*** Opening of THE RECORDS ***

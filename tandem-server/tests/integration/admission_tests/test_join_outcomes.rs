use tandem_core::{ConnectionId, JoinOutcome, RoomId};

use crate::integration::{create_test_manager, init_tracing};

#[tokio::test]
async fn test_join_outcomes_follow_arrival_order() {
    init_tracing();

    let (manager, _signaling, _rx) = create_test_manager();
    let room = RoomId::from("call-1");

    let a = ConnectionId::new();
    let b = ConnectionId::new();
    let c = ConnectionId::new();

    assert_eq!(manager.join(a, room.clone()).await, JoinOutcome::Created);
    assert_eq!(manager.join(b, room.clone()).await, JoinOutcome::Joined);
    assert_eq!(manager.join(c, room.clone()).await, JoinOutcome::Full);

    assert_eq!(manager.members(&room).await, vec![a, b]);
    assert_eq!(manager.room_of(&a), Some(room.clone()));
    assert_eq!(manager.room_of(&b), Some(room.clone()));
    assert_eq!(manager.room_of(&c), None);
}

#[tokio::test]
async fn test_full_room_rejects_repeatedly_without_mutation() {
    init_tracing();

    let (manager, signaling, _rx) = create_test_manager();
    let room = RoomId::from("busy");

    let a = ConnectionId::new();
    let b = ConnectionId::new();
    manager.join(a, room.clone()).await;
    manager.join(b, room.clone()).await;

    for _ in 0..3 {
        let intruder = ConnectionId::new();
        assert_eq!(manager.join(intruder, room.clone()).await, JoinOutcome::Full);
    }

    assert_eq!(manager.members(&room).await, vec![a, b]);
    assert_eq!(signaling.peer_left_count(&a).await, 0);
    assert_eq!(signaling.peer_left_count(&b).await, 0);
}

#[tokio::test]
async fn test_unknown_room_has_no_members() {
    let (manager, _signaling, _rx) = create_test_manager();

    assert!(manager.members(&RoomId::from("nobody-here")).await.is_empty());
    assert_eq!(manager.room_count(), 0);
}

*** Close of THE RECORDS ***
*** Opening of THE RECORDS ***

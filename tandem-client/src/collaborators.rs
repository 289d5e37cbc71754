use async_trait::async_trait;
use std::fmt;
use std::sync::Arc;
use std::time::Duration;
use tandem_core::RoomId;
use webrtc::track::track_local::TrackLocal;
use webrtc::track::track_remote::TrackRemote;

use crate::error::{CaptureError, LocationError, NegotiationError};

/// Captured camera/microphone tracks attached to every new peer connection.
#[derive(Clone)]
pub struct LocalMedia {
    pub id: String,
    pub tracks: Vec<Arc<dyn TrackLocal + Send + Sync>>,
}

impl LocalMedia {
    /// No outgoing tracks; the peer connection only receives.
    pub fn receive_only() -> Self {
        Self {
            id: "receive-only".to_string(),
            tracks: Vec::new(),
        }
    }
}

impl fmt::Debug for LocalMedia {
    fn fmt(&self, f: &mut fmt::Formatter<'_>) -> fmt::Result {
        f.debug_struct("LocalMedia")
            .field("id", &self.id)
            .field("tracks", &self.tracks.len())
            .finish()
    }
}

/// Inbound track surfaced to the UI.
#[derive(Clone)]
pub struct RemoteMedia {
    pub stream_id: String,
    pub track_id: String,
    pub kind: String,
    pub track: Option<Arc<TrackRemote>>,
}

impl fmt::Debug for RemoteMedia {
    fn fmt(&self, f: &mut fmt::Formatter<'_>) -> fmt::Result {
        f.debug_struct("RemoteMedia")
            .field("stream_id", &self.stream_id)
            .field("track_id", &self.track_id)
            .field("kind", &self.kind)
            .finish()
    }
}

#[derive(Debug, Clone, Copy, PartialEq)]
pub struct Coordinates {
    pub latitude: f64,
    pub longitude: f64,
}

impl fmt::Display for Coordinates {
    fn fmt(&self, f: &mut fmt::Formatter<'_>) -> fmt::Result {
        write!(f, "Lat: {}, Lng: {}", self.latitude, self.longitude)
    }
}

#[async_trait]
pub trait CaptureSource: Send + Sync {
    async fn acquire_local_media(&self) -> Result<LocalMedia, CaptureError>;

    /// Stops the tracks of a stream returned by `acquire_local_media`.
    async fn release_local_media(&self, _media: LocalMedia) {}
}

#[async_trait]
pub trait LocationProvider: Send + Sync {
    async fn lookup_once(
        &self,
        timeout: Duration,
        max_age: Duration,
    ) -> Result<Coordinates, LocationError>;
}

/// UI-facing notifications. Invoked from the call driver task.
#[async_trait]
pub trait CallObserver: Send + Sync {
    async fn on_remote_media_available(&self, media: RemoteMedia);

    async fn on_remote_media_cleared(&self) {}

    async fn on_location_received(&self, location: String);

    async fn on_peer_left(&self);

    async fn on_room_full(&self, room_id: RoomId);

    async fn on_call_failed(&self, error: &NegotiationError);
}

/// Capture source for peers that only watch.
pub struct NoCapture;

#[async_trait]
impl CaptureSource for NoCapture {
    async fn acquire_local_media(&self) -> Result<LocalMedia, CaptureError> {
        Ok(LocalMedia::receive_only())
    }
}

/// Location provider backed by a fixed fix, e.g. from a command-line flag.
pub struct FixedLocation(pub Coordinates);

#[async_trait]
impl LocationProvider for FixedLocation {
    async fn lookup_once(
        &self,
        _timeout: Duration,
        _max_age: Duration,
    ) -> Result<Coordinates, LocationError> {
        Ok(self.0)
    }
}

*** Close of THE RECORDS ***

▶ EXERCISE REQUIREMENTS
In the entries above, which lines hold the word "TrackLocal"? Copy them out.

▶ RESPONSE TO THIS EXERCISE
use webrtc::track::track_local::TrackLocal;
    pub tracks: Vec<Arc<dyn TrackLocal + Send + Sync>>,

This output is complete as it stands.